Stored data entries
((
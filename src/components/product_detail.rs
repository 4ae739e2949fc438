//! Product Detail Component
//!
//! Variant selection and add-to-cart for a single product.

use leptos::prelude::*;
use leptos::task::spawn_local;

use crate::api;
use crate::browser;
use crate::context::{use_app_context, View};
use crate::models::{format_price, Product};
use crate::tracking;

#[component]
pub fn ProductDetail(product_id: String) -> impl IntoView {
    let (product, set_product) = signal::<Option<Product>>(None);
    let (error, set_error) = signal::<Option<String>>(None);

    spawn_local(async move {
        match api::get_product(&product_id).await {
            Ok(p) => {
                tracking::view_item(&p.to_cart_item(1, None, None));
                set_product.set(Some(p));
            }
            Err(e) => {
                log::warn!("product {}: {}", product_id, e);
                set_error.set(Some(e));
            }
        }
    });

    view! {
        <section class="product-detail">
            {move || error.get().map(|e| view! { <p class="error">{e}</p> })}
            {move || product.get().map(|p| view! { <ProductView product=p /> })}
        </section>
    }
}

#[component]
fn ProductView(product: Product) -> impl IntoView {
    let ctx = use_app_context();
    let (size, set_size) = signal(product.sizes.first().cloned());
    let (color, set_color) = signal(product.colors.first().cloned());
    let (quantity, set_quantity) = signal(1u32);
    let (added, set_added) = signal(false);

    let sizes = product.sizes.clone();
    let colors = product.colors.clone();
    let in_stock = product.in_stock();
    let customizable = product.customizable;
    let id = product.id.clone();
    let item_source = product.clone();

    let add_to_cart = move |_| {
        let item = item_source.to_cart_item(quantity.get(), size.get(), color.get());
        match tracking::add_to_cart(item) {
            Ok(_) => set_added.set(true),
            Err(e) => {
                log::error!("cart: {}", e);
                browser::alert("Could not update your cart. Please try again.");
            }
        }
    };

    view! {
        <div class="product-gallery">
            {product.images.iter().map(|src| view! { <img src=src.clone() alt=product.name.clone() /> }).collect_view()}
        </div>
        <div class="product-info">
            <h1>{product.name.clone()}</h1>
            <p class="price">{format_price(product.price)}</p>
            <p class="description">{product.description.clone()}</p>

            {(!sizes.is_empty()).then(|| view! {
                <div class="option-row">
                    <span class="option-label">"Size"</span>
                    {sizes.into_iter().map(|s| {
                        let value = s.clone();
                        let label = s.clone();
                        view! {
                            <button
                                class="chip"
                                class:active=move || size.get().as_deref() == Some(s.as_str())
                                on:click=move |_| set_size.set(Some(value.clone()))
                            >
                                {label}
                            </button>
                        }
                    }).collect_view()}
                </div>
            })}

            {(!colors.is_empty()).then(|| view! {
                <div class="option-row">
                    <span class="option-label">"Colour"</span>
                    {colors.into_iter().map(|c| {
                        let value = c.clone();
                        let label = c.clone();
                        view! {
                            <button
                                class="chip"
                                class:active=move || color.get().as_deref() == Some(c.as_str())
                                on:click=move |_| set_color.set(Some(value.clone()))
                            >
                                {label}
                            </button>
                        }
                    }).collect_view()}
                </div>
            })}

            <div class="option-row">
                <span class="option-label">"Qty"</span>
                <button class="qty-btn" on:click=move |_| set_quantity.update(|q| *q = (*q).saturating_sub(1).max(1))>"-"</button>
                <span class="qty">{move || quantity.get()}</span>
                <button class="qty-btn" on:click=move |_| set_quantity.update(|q| *q += 1)>"+"</button>
            </div>

            <button class="btn btn-primary" disabled=move || !in_stock on:click=add_to_cart>
                {if in_stock { "Add to cart" } else { "Sold out" }}
            </button>
            {customizable.then(|| view! {
                <button class="btn" on:click=move |_| ctx.navigate(View::Customize(Some(id.clone())))>
                    "Customize this"
                </button>
            })}
            <Show when=move || added.get()>
                <p class="notice">
                    "Added to cart. "
                    <button class="link-btn" on:click=move |_| ctx.navigate(View::Cart)>"View cart"</button>
                </p>
            </Show>
        </div>
    }
}
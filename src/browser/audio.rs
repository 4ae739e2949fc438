//! Add-to-cart chime via the Web Audio API.

use std::cell::RefCell;

use wasm_bindgen::JsValue;
use web_sys::{AudioContext, OscillatorType};

const TONE_HZ: f32 = 880.0;
const TONE_SECONDS: f64 = 0.18;

thread_local! {
    // One context for every chime
    static CONTEXT: RefCell<Option<AudioContext>> = const { RefCell::new(None) };
}

/// Value held in `slot`, created by `make` on first use
fn reuse_or_create<T: Clone, E>(slot: &RefCell<Option<T>>, make: impl FnOnce() -> Result<T, E>) -> Result<T, E> {
    let mut slot = slot.borrow_mut();
    if let Some(existing) = slot.as_ref() {
        return Ok(existing.clone());
    }
    let created = make()?;
    *slot = Some(created.clone());
    Ok(created)
}

/// Short sine blip with an exponential fade
pub fn play_add_to_cart_tone() -> Result<(), JsValue> {
    let ctx = CONTEXT.with(|slot| reuse_or_create(slot, AudioContext::new))?;
    // A context created before any user gesture starts suspended
    let _ = ctx.resume()?;
    let oscillator = ctx.create_oscillator()?;
    let gain = ctx.create_gain()?;
    let start = ctx.current_time();

    oscillator.set_type(OscillatorType::Sine);
    oscillator.frequency().set_value_at_time(TONE_HZ, start)?;
    oscillator
        .frequency()
        .exponential_ramp_to_value_at_time(TONE_HZ * 1.5, start + TONE_SECONDS / 2.0)?;
    gain.gain().set_value_at_time(0.15, start)?;
    gain.gain().exponential_ramp_to_value_at_time(0.001, start + TONE_SECONDS)?;

    oscillator.connect_with_audio_node(&gain)?;
    gain.connect_with_audio_node(&ctx.destination())?;
    oscillator.start()?;
    oscillator.stop_with_when(start + TONE_SECONDS)?;
    Ok(())
}

#[cfg(test)]
mod tests {
    use super::*;

    #[test]
    fn test_context_created_once() {
        let slot = RefCell::new(None);
        let mut created = 0;
        for _ in 0..3 {
            let value: Result<u32, ()> = reuse_or_create(&slot, || {
                created += 1;
                Ok(7)
            });
            assert_eq!(value, Ok(7));
        }
        assert_eq!(created, 1);
    }

    #[test]
    fn test_failed_creation_is_retried() {
        let slot: RefCell<Option<u32>> = RefCell::new(None);
        assert_eq!(reuse_or_create(&slot, || Err("blocked")), Err("blocked"));
        assert_eq!(reuse_or_create(&slot, || Ok::<_, &str>(3)), Ok(3));
    }
}
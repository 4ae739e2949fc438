//! Product and category endpoints

use reqwest::Method;

use super::{admin_delete, admin_json, encode, get_json};
use crate::models::{Category, CategoryInput, Product, ProductInput};

pub async fn list_products(category_id: Option<&str>) -> Result<Vec<Product>, String> {
    match category_id {
        Some(id) => get_json(&format!("/products?category={}", encode(id))).await,
        None => get_json("/products").await,
    }
}

pub async fn get_product(id: &str) -> Result<Product, String> {
    get_json(&format!("/products/{}", encode(id))).await
}

pub async fn create_product(input: &ProductInput) -> Result<Product, String> {
    admin_json(Method::POST, "/products", input).await
}

pub async fn update_product(id: &str, input: &ProductInput) -> Result<Product, String> {
    admin_json(Method::PUT, &format!("/products/{}", encode(id)), input).await
}

pub async fn delete_product(id: &str) -> Result<(), String> {
    admin_delete(&format!("/products/{}", encode(id))).await
}

pub async fn list_categories() -> Result<Vec<Category>, String> {
    get_json("/categories").await
}

pub async fn create_category(input: &CategoryInput) -> Result<Category, String> {
    admin_json(Method::POST, "/categories", input).await
}

pub async fn update_category(id: &str, input: &CategoryInput) -> Result<Category, String> {
    admin_json(Method::PUT, &format!("/categories/{}", encode(id)), input).await
}

pub async fn delete_category(id: &str) -> Result<(), String> {
    admin_delete(&format!("/categories/{}", encode(id))).await
}
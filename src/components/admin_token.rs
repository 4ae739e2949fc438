//! Admin Token Bar Component

use leptos::ev::SubmitEvent;
use leptos::prelude::*;

use crate::api;

/// Stores the bearer token used by admin endpoints
#[component]
pub fn AdminTokenBar() -> impl IntoView {
    let (signed_in, set_signed_in) = signal(api::has_admin_token());
    let (token, set_token) = signal(String::new());

    let save = move |ev: SubmitEvent| {
        ev.prevent_default();
        api::set_admin_token(&token.get());
        set_token.set(String::new());
        set_signed_in.set(api::has_admin_token());
    };

    let (log_lines, set_log_lines) = signal(Vec::<String>::new());
    let toggle_log = move |_| {
        if log_lines.with(Vec::is_empty) {
            set_log_lines.set(rolling_logger::recent_lines());
        } else {
            set_log_lines.set(Vec::new());
        }
    };

    let sign_out = move |_| {
        api::set_admin_token("");
        set_signed_in.set(false);
    };

    view! {
        <div class="admin-token">
            <Show
                when=move || signed_in.get()
                fallback=move || view! {
                    <form on:submit=save>
                        <input
                            type="password"
                            placeholder="Admin token"
                            prop:value=move || token.get()
                            on:input=move |ev| set_token.set(event_target_value(&ev))
                        />
                        <button type="submit" class="btn">"Save"</button>
                    </form>
                }
            >
                <span>"Signed in as admin"</span>
                <button class="link-btn" on:click=sign_out>"Sign out"</button>
                <button class="link-btn" on:click=toggle_log>"Recent log"</button>
                <Show when=move || !log_lines.with(Vec::is_empty)>
                    <pre class="admin-log">{move || log_lines.get().join("\n")}</pre>
                </Show>
            </Show>
        </div>
    }
}
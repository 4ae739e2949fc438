//! Build-time Configuration
//!
//! `StorefrontConfig` assembled from `STOREFRONT_*` environment variables at
//! compile time (trunk / cargo build), falling back to defaults.

use std::sync::OnceLock;

use storefront_core::{StorefrontConfig, TrackingConfig};

static CONFIG: OnceLock<StorefrontConfig> = OnceLock::new();

pub fn get() -> &'static StorefrontConfig {
    CONFIG.get_or_init(from_env)
}

fn from_env() -> StorefrontConfig {
    let defaults = StorefrontConfig::default();
    let tracking_defaults = TrackingConfig::default();
    let non_empty = |v: Option<&'static str>| v.filter(|s| !s.trim().is_empty()).map(str::to_string);

    StorefrontConfig {
        api_base_url: non_empty(option_env!("STOREFRONT_API_URL")).unwrap_or(defaults.api_base_url),
        currency: non_empty(option_env!("STOREFRONT_CURRENCY")).unwrap_or(defaults.currency),
        free_shipping_threshold: option_env!("STOREFRONT_FREE_SHIPPING")
            .and_then(|v| v.parse().ok())
            .unwrap_or(defaults.free_shipping_threshold),
        flat_shipping_rate: option_env!("STOREFRONT_FLAT_SHIPPING")
            .and_then(|v| v.parse().ok())
            .unwrap_or(defaults.flat_shipping_rate),
        test_mode: matches!(option_env!("STOREFRONT_TEST_MODE"), Some("1" | "true")),
        tracking: TrackingConfig {
            attribution_window_days: option_env!("STOREFRONT_ATTRIBUTION_WINDOW_DAYS")
                .and_then(|v| v.parse().ok())
                .unwrap_or(tracking_defaults.attribution_window_days),
            attribution_model: option_env!("STOREFRONT_ATTRIBUTION_MODEL")
                .and_then(|v| v.parse().ok())
                .unwrap_or(tracking_defaults.attribution_model),
            session_timeout_minutes: tracking_defaults.session_timeout_minutes,
            meta_pixel_id: non_empty(option_env!("STOREFRONT_META_PIXEL_ID")),
            ga4_measurement_id: non_empty(option_env!("STOREFRONT_GA4_ID")),
            google_ads_id: non_empty(option_env!("STOREFRONT_GOOGLE_ADS_ID")),
            google_ads_purchase_label: non_empty(option_env!("STOREFRONT_GOOGLE_ADS_PURCHASE_LABEL")),
        },
    }
}

/// reqwest needs absolute URLs; a relative base is resolved against the page origin
pub fn absolute_api_base(base: &str, origin: &str) -> String {
    let base = base.trim_end_matches('/');
    if base.starts_with("http://") || base.starts_with("https://") {
        base.to_string()
    } else {
        format!("{}/{}", origin.trim_end_matches('/'), base.trim_start_matches('/'))
    }
}

#[cfg(test)]
mod tests {
    use super::*;

    #[test]
    fn test_absolute_api_base() {
        assert_eq!(absolute_api_base("/api/", "https://shop.test"), "https://shop.test/api");
        assert_eq!(absolute_api_base("https://api.shop.test/v1", "https://shop.test"), "https://api.shop.test/v1");
    }
}
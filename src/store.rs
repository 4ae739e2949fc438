//! Global Application State Store
//!
//! Uses Leptos reactive_stores for fine-grained reactivity.

use leptos::prelude::*;
use reactive_stores::Store;
use storefront_core::CartItem;

use crate::models::{Category, Product};

/// Catalog and cart state with field-level reactivity
#[derive(Clone, Debug, Default, Store)]
pub struct AppState {
    /// Products for the current listing
    pub products: Vec<Product>,
    pub categories: Vec<Category>,
    /// Mirror of the stored cart
    pub cart: Vec<CartItem>,
    /// Last catalog load error, shown inline
    pub catalog_error: Option<String>,
}

/// Type alias for the store
pub type AppStore = Store<AppState>;

/// Get the app store from context
pub fn use_app_store() -> AppStore {
    expect_context::<AppStore>()
}

// ========================
// Store Helper Functions
// ========================

pub fn store_set_cart(store: &AppStore, items: Vec<CartItem>) {
    *store.cart().write() = items;
}

/// Insert or replace a product by ID
pub fn store_upsert_product(store: &AppStore, product: Product) {
    let products_field = store.products();
    let mut products = products_field.write();
    match products.iter_mut().find(|p| p.id == product.id) {
        Some(existing) => *existing = product,
        None => products.push(product),
    }
}

pub fn store_remove_product(store: &AppStore, product_id: &str) {
    store.products().write().retain(|p| p.id != product_id);
}

/// Insert or replace a category by ID
pub fn store_upsert_category(store: &AppStore, category: Category) {
    let categories_field = store.categories();
    let mut categories = categories_field.write();
    match categories.iter_mut().find(|c| c.id == category.id) {
        Some(existing) => *existing = category,
        None => categories.push(category),
    }
}

pub fn store_remove_category(store: &AppStore, category_id: &str) {
    store.categories().write().retain(|c| c.id != category_id);
}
))
In the data above, start at the line that has "Token Bar Component", stop after the line that has "let (token, set_token)", and print every line in between exactly as it stands.

*Response box*:
//! Admin Token Bar Component

use leptos::ev::SubmitEvent;
use leptos::prelude::*;

use crate::api;

/// Stores the bearer token used by admin endpoints
#[component]
pub fn AdminTokenBar() -> impl IntoView {
    let (signed_in, set_signed_in) = signal(api::has_admin_token());
    let (token, set_token) = signal(String::new());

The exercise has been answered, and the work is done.